**WORK TASK:** Determine the count of lines in the following entries that contain the string "DecodeParams". Write only the number.

Segment Start: DATA FOR THE TASK

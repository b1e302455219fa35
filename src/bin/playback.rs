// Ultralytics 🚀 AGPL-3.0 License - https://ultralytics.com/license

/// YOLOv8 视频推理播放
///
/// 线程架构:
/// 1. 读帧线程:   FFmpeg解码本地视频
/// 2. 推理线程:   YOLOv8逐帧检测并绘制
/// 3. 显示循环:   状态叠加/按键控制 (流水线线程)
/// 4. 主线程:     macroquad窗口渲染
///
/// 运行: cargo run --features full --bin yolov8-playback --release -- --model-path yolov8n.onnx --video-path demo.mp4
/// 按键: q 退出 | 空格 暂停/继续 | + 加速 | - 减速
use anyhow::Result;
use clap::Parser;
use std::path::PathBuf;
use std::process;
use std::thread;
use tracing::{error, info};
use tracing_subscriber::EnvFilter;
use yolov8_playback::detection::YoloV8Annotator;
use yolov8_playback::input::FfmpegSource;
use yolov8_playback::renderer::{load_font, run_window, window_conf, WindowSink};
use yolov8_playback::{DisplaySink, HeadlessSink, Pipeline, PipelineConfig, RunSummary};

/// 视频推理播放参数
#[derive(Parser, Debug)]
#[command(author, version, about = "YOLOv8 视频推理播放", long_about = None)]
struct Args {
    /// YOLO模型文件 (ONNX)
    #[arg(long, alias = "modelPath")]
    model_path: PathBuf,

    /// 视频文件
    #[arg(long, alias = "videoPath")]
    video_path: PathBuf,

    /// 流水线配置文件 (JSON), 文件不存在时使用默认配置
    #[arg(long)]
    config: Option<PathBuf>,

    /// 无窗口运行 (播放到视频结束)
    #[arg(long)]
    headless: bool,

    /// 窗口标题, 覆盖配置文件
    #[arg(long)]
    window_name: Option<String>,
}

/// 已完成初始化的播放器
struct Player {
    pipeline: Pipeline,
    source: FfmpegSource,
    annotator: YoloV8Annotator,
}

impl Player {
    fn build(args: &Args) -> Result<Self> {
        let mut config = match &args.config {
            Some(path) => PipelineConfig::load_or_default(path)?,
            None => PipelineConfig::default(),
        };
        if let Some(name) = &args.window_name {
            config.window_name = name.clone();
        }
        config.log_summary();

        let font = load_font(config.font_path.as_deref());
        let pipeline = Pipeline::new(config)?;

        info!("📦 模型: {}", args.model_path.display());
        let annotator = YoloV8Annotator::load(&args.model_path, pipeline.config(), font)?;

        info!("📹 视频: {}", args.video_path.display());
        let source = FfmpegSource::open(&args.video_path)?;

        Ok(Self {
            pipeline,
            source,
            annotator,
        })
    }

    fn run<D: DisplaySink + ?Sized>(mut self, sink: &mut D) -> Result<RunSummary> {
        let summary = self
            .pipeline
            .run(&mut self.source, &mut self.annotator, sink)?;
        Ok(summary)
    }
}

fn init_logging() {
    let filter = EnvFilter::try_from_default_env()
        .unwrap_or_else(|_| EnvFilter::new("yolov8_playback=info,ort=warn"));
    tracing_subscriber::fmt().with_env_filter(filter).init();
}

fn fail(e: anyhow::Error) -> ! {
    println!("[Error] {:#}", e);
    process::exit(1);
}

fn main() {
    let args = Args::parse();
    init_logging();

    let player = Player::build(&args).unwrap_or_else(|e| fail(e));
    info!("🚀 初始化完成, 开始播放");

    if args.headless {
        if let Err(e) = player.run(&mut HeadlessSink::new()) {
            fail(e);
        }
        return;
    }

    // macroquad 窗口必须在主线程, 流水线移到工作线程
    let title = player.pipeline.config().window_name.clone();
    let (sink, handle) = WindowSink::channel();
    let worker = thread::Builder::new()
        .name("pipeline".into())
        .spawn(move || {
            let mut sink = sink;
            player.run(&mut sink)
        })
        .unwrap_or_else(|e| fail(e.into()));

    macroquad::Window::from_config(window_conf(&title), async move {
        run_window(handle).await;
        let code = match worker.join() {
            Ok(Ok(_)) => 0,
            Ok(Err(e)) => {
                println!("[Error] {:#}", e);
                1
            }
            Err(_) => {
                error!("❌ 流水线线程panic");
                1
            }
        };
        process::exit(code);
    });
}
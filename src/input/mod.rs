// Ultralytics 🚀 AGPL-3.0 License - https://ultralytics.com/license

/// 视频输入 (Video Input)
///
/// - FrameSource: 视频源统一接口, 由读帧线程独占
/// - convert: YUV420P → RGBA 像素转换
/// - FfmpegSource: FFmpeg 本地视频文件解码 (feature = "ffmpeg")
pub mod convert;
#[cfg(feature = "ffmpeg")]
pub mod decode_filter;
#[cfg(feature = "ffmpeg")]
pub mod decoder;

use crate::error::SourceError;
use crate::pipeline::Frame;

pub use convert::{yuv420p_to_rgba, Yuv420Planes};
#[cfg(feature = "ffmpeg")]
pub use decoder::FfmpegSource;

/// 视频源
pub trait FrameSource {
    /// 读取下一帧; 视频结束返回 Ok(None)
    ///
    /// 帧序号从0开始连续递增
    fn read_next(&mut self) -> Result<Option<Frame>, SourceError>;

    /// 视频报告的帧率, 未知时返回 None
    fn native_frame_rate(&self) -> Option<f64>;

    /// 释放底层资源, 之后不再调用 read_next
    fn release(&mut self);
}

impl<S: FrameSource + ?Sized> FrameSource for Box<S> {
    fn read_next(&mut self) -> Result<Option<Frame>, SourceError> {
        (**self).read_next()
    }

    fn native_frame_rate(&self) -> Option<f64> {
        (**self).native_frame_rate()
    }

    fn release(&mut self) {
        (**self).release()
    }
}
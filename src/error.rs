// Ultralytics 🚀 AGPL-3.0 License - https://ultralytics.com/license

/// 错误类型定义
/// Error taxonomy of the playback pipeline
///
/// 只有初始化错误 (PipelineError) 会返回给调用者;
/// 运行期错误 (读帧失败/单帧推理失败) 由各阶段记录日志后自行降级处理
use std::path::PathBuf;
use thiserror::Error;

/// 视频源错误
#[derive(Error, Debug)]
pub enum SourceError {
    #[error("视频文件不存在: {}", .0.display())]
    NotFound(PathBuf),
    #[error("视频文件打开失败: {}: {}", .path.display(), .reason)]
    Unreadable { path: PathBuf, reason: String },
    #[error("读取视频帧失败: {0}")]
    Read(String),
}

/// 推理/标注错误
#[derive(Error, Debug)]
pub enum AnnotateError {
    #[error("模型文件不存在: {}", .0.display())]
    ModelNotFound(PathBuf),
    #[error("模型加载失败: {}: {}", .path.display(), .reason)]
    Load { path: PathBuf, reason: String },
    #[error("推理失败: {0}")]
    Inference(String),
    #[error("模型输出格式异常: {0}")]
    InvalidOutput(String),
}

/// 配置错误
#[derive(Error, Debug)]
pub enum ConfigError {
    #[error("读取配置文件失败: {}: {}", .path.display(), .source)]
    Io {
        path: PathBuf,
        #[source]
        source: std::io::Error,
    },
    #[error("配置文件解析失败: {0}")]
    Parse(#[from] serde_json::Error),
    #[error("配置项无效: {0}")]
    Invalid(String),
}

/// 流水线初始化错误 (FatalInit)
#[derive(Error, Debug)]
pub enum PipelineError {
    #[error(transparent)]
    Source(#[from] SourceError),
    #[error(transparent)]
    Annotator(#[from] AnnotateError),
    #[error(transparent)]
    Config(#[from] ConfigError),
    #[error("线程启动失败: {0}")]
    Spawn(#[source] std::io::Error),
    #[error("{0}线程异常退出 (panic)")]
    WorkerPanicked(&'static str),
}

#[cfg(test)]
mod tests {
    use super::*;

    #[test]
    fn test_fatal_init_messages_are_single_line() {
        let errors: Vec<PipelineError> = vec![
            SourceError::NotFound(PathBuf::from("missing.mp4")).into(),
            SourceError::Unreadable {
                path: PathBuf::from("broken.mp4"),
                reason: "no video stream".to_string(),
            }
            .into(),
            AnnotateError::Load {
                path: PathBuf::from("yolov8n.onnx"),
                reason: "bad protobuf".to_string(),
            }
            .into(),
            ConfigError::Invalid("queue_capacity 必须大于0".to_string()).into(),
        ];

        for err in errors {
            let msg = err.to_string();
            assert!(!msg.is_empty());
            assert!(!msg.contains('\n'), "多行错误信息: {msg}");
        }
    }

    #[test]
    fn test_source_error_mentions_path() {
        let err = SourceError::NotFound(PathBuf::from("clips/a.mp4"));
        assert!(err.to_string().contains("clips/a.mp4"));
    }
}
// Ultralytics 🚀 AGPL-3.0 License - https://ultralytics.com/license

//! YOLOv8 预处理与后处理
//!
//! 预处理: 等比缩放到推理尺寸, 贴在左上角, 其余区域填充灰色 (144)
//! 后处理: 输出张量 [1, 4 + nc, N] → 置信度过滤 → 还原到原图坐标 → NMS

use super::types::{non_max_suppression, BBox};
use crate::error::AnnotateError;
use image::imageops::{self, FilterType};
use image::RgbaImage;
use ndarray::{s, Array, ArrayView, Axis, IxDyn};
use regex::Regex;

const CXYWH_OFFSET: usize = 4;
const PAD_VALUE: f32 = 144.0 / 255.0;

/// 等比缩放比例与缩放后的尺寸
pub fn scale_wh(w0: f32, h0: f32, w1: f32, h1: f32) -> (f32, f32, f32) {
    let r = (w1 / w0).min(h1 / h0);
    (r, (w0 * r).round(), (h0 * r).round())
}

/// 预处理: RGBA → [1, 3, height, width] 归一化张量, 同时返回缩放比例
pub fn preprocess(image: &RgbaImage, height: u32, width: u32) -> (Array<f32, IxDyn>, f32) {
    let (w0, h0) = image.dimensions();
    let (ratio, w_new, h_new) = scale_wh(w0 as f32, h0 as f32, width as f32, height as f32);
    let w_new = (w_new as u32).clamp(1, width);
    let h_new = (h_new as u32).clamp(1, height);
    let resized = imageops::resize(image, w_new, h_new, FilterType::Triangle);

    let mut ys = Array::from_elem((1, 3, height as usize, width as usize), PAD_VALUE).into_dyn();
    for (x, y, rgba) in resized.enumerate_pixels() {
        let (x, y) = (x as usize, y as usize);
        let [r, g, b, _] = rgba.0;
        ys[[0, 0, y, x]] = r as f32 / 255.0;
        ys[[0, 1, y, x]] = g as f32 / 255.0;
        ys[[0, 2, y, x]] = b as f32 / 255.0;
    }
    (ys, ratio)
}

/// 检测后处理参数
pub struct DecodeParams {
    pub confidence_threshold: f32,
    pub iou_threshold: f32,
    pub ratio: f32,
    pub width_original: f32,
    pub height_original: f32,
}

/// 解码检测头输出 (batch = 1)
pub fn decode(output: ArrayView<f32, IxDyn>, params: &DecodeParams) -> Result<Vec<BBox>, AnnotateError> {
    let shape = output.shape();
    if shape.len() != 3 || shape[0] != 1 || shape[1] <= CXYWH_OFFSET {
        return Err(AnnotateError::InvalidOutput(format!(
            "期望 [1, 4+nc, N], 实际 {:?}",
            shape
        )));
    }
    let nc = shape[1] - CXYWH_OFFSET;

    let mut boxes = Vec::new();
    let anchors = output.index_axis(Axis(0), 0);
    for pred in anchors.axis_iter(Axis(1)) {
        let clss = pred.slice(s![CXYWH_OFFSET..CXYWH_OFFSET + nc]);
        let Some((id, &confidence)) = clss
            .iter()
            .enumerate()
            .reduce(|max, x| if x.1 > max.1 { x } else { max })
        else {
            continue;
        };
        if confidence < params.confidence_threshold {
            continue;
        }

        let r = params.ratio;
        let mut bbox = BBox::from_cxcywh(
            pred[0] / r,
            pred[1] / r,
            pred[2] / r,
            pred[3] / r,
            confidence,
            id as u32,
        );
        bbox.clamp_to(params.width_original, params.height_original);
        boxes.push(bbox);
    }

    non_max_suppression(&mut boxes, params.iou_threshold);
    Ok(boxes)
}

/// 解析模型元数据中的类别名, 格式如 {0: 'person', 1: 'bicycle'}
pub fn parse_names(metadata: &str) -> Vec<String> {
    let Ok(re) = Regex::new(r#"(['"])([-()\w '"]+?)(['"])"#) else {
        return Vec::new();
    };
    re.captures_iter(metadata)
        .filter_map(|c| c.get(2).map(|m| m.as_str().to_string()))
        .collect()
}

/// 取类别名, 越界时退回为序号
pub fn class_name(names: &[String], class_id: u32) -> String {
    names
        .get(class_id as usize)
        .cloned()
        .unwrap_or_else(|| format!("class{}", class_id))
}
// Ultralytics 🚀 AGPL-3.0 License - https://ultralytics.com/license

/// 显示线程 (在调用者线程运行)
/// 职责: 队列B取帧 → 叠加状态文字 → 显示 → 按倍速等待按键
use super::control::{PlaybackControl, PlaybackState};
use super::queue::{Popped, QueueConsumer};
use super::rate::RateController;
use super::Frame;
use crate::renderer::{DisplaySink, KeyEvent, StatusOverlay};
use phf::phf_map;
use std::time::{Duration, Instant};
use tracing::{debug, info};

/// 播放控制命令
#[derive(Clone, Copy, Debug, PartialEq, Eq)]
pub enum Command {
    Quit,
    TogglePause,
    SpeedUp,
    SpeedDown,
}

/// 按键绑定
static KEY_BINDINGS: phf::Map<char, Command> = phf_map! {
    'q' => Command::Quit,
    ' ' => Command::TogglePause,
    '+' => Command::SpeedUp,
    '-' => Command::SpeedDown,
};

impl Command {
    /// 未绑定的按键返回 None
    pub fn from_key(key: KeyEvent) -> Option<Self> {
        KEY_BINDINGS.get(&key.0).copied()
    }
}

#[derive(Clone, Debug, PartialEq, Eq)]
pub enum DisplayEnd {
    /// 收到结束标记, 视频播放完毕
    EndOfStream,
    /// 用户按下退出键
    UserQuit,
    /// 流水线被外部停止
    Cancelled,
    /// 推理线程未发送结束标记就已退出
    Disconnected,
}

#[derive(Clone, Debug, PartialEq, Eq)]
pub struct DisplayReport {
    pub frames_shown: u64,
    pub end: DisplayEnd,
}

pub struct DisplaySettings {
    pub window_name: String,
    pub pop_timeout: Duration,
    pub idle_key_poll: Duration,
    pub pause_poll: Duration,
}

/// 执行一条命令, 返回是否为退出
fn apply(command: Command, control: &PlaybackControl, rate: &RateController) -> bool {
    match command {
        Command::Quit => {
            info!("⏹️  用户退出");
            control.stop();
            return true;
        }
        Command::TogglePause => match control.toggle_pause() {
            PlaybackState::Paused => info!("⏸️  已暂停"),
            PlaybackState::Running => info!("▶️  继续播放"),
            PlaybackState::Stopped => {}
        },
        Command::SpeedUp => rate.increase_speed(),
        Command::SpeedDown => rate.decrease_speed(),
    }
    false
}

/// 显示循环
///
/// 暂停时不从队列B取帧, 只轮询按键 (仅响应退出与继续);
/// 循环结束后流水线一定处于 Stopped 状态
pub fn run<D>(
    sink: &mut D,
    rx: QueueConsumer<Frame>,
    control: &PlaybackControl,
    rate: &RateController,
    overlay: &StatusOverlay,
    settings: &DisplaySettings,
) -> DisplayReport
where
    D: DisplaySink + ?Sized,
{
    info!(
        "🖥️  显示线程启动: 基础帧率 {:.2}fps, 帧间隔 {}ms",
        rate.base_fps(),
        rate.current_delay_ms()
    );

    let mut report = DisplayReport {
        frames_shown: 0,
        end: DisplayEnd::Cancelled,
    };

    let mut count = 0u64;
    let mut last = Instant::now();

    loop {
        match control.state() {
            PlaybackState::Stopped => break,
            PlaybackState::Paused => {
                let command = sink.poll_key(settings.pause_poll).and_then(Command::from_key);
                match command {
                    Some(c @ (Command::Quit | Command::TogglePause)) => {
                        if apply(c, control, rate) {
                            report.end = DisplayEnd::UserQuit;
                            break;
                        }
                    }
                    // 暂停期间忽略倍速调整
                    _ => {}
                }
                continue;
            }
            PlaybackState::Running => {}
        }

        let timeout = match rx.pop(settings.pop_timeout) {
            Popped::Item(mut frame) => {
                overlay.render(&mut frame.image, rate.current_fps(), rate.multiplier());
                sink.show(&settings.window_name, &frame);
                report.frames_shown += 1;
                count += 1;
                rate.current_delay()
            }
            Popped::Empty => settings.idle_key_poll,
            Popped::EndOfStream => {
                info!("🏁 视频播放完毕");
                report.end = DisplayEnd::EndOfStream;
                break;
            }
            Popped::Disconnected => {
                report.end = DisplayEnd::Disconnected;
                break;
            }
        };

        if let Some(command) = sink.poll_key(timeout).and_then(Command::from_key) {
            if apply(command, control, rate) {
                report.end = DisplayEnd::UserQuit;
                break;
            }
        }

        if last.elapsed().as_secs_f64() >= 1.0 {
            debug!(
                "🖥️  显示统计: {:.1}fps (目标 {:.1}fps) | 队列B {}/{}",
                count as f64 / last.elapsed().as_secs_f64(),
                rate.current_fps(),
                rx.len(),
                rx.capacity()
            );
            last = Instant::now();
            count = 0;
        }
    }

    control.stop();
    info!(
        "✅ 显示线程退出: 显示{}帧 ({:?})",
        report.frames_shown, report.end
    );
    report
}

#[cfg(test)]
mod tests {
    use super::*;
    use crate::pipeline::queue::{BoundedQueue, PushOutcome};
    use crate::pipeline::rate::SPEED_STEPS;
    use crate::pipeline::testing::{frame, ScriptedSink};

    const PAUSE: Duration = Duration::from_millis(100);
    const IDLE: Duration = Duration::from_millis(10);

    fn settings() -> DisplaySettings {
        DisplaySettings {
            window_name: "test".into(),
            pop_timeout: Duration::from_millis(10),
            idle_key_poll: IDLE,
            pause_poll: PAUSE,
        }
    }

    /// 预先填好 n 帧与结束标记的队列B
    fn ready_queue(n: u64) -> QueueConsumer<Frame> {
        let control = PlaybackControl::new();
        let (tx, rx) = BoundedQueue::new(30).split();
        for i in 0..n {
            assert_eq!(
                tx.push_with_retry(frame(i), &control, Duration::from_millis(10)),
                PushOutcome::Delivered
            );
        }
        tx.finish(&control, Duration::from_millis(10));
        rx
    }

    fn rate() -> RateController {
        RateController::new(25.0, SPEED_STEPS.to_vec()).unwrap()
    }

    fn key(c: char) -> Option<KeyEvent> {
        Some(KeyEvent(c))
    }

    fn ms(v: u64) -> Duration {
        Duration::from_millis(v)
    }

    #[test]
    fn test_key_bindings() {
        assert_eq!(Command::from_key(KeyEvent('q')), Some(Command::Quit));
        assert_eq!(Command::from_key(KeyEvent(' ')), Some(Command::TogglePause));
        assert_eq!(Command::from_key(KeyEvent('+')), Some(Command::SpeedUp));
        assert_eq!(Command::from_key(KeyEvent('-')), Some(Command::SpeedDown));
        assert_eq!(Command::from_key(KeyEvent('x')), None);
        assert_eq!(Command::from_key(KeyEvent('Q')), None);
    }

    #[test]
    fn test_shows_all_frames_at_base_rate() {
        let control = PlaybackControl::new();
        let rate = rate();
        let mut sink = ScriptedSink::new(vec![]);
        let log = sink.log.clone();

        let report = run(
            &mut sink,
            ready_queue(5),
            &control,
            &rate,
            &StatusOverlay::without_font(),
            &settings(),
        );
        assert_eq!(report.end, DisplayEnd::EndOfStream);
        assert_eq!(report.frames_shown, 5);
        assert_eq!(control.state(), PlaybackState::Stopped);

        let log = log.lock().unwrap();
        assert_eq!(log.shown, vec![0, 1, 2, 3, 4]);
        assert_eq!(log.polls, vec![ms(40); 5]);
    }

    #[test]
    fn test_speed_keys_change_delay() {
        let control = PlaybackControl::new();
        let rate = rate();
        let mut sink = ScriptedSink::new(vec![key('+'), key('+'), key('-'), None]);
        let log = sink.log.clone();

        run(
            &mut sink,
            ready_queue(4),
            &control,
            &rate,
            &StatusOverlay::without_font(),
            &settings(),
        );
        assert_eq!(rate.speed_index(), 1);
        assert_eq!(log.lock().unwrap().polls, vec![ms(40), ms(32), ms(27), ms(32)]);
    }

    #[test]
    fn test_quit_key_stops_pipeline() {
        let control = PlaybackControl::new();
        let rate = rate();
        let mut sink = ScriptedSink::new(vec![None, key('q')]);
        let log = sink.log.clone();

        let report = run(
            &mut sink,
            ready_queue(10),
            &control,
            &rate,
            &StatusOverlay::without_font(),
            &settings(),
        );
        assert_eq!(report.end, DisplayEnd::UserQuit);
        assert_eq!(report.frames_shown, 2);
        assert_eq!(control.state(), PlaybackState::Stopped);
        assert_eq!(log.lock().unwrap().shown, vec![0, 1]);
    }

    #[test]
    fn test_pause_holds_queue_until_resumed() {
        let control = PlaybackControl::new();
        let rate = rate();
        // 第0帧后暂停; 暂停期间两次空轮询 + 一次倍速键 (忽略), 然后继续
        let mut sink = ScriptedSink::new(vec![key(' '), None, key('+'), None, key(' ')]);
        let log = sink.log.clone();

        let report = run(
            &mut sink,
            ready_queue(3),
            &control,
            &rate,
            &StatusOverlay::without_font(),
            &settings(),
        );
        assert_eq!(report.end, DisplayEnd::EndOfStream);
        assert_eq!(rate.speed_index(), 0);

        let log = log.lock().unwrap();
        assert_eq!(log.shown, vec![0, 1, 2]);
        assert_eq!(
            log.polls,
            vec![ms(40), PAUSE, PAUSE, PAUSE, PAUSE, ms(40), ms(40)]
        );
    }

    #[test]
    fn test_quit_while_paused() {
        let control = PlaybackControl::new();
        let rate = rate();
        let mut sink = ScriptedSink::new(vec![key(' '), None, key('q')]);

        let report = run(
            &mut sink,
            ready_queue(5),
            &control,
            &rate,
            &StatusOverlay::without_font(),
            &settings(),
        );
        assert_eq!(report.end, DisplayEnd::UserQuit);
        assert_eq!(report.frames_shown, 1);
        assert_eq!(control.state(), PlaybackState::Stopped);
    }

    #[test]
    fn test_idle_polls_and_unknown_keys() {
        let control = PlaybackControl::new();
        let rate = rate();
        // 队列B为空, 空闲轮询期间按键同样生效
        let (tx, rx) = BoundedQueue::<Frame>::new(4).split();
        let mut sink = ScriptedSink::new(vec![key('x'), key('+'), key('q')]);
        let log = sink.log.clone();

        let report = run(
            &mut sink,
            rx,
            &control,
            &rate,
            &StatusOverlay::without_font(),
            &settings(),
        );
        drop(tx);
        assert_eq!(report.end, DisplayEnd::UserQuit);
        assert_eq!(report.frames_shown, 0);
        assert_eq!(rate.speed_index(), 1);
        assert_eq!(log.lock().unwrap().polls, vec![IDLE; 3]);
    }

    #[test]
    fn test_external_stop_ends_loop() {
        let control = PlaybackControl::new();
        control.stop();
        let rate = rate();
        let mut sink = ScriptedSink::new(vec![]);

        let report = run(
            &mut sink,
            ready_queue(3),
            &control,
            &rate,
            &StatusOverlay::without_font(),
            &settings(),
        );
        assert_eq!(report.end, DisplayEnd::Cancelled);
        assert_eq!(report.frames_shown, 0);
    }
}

Segment End: DATA FOR THE TASK

**YOUR RESPONSE:** 2